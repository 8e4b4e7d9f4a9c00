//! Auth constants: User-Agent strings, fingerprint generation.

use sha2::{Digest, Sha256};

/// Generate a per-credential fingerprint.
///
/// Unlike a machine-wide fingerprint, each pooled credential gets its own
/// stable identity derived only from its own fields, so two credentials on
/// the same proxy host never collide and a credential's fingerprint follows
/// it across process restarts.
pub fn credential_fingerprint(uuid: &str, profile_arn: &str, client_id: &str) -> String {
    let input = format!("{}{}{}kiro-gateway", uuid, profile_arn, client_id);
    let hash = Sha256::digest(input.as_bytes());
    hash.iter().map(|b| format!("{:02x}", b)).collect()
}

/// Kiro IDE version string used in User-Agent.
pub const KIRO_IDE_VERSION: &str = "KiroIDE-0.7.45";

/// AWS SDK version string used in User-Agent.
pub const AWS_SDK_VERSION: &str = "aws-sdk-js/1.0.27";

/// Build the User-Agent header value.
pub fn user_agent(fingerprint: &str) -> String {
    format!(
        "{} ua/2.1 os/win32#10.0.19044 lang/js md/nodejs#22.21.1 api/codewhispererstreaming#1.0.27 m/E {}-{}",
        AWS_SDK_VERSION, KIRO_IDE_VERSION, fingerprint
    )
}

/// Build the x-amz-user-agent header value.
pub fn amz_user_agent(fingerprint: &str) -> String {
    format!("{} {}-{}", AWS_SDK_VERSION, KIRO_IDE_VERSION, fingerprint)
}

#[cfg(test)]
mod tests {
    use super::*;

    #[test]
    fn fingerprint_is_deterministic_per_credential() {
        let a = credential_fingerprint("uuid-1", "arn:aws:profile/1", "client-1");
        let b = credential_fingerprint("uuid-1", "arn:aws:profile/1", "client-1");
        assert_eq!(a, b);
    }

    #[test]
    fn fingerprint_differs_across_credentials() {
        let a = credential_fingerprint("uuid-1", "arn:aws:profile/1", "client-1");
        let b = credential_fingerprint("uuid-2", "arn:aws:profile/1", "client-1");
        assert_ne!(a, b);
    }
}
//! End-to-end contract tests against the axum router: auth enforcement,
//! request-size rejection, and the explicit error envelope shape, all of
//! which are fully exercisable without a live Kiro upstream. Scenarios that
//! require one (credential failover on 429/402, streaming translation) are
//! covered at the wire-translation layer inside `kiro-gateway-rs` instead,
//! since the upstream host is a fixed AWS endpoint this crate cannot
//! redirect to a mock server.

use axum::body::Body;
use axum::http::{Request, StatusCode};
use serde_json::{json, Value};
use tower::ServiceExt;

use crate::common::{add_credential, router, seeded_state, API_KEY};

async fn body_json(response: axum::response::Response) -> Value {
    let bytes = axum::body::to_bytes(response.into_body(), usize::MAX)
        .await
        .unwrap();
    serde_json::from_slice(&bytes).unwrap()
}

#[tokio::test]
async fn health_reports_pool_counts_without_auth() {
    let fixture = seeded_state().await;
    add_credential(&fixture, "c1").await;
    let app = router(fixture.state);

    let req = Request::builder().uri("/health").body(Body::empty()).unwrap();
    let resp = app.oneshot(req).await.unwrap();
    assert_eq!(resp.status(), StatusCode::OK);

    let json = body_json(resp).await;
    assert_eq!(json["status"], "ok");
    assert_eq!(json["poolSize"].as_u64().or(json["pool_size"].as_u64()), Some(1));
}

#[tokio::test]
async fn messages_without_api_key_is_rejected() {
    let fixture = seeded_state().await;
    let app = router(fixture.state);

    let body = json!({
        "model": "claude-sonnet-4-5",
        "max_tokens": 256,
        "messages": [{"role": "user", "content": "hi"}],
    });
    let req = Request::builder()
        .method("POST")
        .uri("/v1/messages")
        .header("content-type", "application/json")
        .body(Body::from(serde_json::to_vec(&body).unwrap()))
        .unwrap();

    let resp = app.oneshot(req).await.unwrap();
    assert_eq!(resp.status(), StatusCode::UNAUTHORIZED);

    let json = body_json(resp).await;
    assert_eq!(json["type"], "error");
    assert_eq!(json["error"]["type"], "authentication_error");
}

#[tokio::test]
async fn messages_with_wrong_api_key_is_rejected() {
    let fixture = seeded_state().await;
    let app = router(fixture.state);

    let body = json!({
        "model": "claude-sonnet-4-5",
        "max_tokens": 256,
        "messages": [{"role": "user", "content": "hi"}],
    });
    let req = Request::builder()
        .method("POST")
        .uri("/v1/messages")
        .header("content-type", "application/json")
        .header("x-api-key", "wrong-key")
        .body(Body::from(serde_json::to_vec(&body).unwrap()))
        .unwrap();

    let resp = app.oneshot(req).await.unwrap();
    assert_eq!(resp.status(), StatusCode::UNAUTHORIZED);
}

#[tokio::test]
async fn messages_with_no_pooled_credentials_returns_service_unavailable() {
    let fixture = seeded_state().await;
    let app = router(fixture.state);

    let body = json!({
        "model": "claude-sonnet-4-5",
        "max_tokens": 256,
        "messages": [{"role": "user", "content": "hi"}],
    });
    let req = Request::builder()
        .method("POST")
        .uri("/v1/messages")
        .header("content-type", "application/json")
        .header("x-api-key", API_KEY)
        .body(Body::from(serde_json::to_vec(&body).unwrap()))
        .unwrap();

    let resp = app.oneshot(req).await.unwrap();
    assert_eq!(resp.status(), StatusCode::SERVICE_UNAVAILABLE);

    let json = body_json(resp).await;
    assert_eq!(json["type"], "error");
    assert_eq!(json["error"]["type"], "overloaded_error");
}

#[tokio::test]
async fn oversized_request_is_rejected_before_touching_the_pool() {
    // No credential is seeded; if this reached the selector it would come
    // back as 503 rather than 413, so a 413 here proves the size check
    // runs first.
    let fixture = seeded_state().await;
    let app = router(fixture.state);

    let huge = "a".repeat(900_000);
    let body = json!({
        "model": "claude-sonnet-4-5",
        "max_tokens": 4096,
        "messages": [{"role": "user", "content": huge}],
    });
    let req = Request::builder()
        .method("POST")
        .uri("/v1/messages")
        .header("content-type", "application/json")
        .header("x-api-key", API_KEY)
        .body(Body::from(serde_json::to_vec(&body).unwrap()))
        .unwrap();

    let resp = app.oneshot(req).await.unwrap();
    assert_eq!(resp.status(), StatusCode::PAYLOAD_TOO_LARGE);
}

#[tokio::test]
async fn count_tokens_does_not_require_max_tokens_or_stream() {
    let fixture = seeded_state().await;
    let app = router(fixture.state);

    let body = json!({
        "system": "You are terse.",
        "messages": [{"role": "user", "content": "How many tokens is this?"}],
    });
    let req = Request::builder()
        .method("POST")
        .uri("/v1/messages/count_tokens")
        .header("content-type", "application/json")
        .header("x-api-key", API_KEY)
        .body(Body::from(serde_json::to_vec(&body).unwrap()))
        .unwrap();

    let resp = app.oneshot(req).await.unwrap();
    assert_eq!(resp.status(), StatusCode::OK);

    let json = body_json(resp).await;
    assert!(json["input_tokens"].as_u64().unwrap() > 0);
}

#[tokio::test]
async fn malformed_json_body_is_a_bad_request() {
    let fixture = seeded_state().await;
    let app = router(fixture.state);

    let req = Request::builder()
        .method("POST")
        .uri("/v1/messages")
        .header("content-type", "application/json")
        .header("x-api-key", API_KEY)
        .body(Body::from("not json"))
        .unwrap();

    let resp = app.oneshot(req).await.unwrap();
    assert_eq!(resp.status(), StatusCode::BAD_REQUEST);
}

_ _ _

Task description
Output every entry shown above, exactly.

Your solution
repository 8e4b4e7d9f4a9c00
//! Auth constants: User-Agent strings, fingerprint generation.

use sha2::{Digest, Sha256};

/// Generate a per-credential fingerprint.
///
/// Unlike a machine-wide fingerprint, each pooled credential gets its own
/// stable identity derived only from its own fields, so two credentials on
/// the same proxy host never collide and a credential's fingerprint follows
/// it across process restarts.
pub fn credential_fingerprint(uuid: &str, profile_arn: &str, client_id: &str) -> String {
    let input = format!("{}{}{}kiro-gateway", uuid, profile_arn, client_id);
    let hash = Sha256::digest(input.as_bytes());
    hash.iter().map(|b| format!("{:02x}", b)).collect()
}

/// Kiro IDE version string used in User-Agent.
pub const KIRO_IDE_VERSION: &str = "KiroIDE-0.7.45";

/// AWS SDK version string used in User-Agent.
pub const AWS_SDK_VERSION: &str = "aws-sdk-js/1.0.27";

/// Build the User-Agent header value.
pub fn user_agent(fingerprint: &str) -> String {
    format!(
        "{} ua/2.1 os/win32#10.0.19044 lang/js md/nodejs#22.21.1 api/codewhispererstreaming#1.0.27 m/E {}-{}",
        AWS_SDK_VERSION, KIRO_IDE_VERSION, fingerprint
    )
}

/// Build the x-amz-user-agent header value.
pub fn amz_user_agent(fingerprint: &str) -> String {
    format!("{} {}-{}", AWS_SDK_VERSION, KIRO_IDE_VERSION, fingerprint)
}

#[cfg(test)]
mod tests {
    use super::*;

    #[test]
    fn fingerprint_is_deterministic_per_credential() {
        let a = credential_fingerprint("uuid-1", "arn:aws:profile/1", "client-1");
        let b = credential_fingerprint("uuid-1", "arn:aws:profile/1", "client-1");
        assert_eq!(a, b);
    }

    #[test]
    fn fingerprint_differs_across_credentials() {
        let a = credential_fingerprint("uuid-1", "arn:aws:profile/1", "client-1");
        let b = credential_fingerprint("uuid-2", "arn:aws:profile/1", "client-1");
        assert_ne!(a, b);
    }
}
//! End-to-end contract tests against the axum router: auth enforcement,
//! request-size rejection, and the explicit error envelope shape, all of
//! which are fully exercisable without a live Kiro upstream. Scenarios that
//! require one (credential failover on 429/402, streaming translation) are
//! covered at the wire-translation layer inside `kiro-gateway-rs` instead,
//! since the upstream host is a fixed AWS endpoint this crate cannot
//! redirect to a mock server.

use axum::body::Body;
use axum::http::{Request, StatusCode};
use serde_json::{json, Value};
use tower::ServiceExt;

use crate::common::{add_credential, router, seeded_state, API_KEY};

async fn body_json(response: axum::response::Response) -> Value {
    let bytes = axum::body::to_bytes(response.into_body(), usize::MAX)
        .await
        .unwrap();
    serde_json::from_slice(&bytes).unwrap()
}

#[tokio::test]
async fn health_reports_pool_counts_without_auth() {
    let fixture = seeded_state().await;
    add_credential(&fixture, "c1").await;
    let app = router(fixture.state);

    let req = Request::builder().uri("/health").body(Body::empty()).unwrap();
    let resp = app.oneshot(req).await.unwrap();
    assert_eq!(resp.status(), StatusCode::OK);

    let json = body_json(resp).await;
    assert_eq!(json["status"], "ok");
    assert_eq!(json["poolSize"].as_u64().or(json["pool_size"].as_u64()), Some(1));
}

#[tokio::test]
async fn messages_without_api_key_is_rejected() {
    let fixture = seeded_state().await;
    let app = router(fixture.state);

    let body = json!({
        "model": "claude-sonnet-4-5",
        "max_tokens": 256,
        "messages": [{"role": "user", "content": "hi"}],
    });
    let req = Request::builder()
        .method("POST")
        .uri("/v1/messages")
        .header("content-type", "application/json")
        .body(Body::from(serde_json::to_vec(&body).unwrap()))
        .unwrap();

    let resp = app.oneshot(req).await.unwrap();
    assert_eq!(resp.status(), StatusCode::UNAUTHORIZED);

    let json = body_json(resp).await;
    assert_eq!(json["type"], "error");
    assert_eq!(json["error"]["type"], "authentication_error");
}

#[tokio::test]
async fn messages_with_wrong_api_key_is_rejected() {
    let fixture = seeded_state().await;
    let app = router(fixture.state);

    let body = json!({
        "model": "claude-sonnet-4-5",
        "max_tokens": 256,
        "messages": [{"role": "user", "content": "hi"}],
    });
    let req = Request::builder()
        .method("POST")
        .uri("/v1/messages")
        .header("content-type", "application/json")
        .header("x-api-key", "wrong-key")
        .body(Body::from(serde_json::to_vec(&body).unwrap()))
        .unwrap();

    let resp = app.oneshot(req).await.unwrap();
    assert_eq!(resp.status(), StatusCode::UNAUTHORIZED);
}

#[tokio::test]
async fn messages_with_no_pooled_credentials_returns_service_unavailable() {
    let fixture = seeded_state().await;
    let app = router(fixture.state);

    let body = json!({
        "model": "claude-sonnet-4-5",
        "max_tokens": 256,
        "messages": [{"role": "user", "content": "hi"}],
    });
    let req = Request::builder()
        .method("POST")
        .uri("/v1/messages")
        .header("content-type", "application/json")
        .header("x-api-key", API_KEY)
        .body(Body::from(serde_json::to_vec(&body).unwrap()))
        .unwrap();

    let resp = app.oneshot(req).await.unwrap();
    assert_eq!(resp.status(), StatusCode::SERVICE_UNAVAILABLE);

    let json = body_json(resp).await;
    assert_eq!(json["type"], "error");
    assert_eq!(json["error"]["type"], "overloaded_error");
}

#[tokio::test]
async fn oversized_request_is_rejected_before_touching_the_pool() {
    // No credential is seeded; if this reached the selector it would come
    // back as 503 rather than 413, so a 413 here proves the size check
    // runs first.
    let fixture = seeded_state().await;
    let app = router(fixture.state);

    let huge = "a".repeat(900_000);
    let body = json!({
        "model": "claude-sonnet-4-5",
        "max_tokens": 4096,
        "messages": [{"role": "user", "content": huge}],
    });
    let req = Request::builder()
        .method("POST")
        .uri("/v1/messages")
        .header("content-type", "application/json")
        .header("x-api-key", API_KEY)
        .body(Body::from(serde_json::to_vec(&body).unwrap()))
        .unwrap();

    let resp = app.oneshot(req).await.unwrap();
    assert_eq!(resp.status(), StatusCode::PAYLOAD_TOO_LARGE);
}

#[tokio::test]
async fn count_tokens_does_not_require_max_tokens_or_stream() {
    let fixture = seeded_state().await;
    let app = router(fixture.state);

    let body = json!({
        "system": "You are terse.",
        "messages": [{"role": "user", "content": "How many tokens is this?"}],
    });
    let req = Request::builder()
        .method("POST")
        .uri("/v1/messages/count_tokens")
        .header("content-type", "application/json")
        .header("x-api-key", API_KEY)
        .body(Body::from(serde_json::to_vec(&body).unwrap()))
        .unwrap();

    let resp = app.oneshot(req).await.unwrap();
    assert_eq!(resp.status(), StatusCode::OK);

    let json = body_json(resp).await;
    assert!(json["input_tokens"].as_u64().unwrap() > 0);
}

#[tokio::test]
async fn malformed_json_body_is_a_bad_request() {
    let fixture = seeded_state().await;
    let app = router(fixture.state);

    let req = Request::builder()
        .method("POST")
        .uri("/v1/messages")
        .header("content-type", "application/json")
        .header("x-api-key", API_KEY)
        .body(Body::from("not json"))
        .unwrap();

    let resp = app.oneshot(req).await.unwrap();
    assert_eq!(resp.status(), StatusCode::BAD_REQUEST);
}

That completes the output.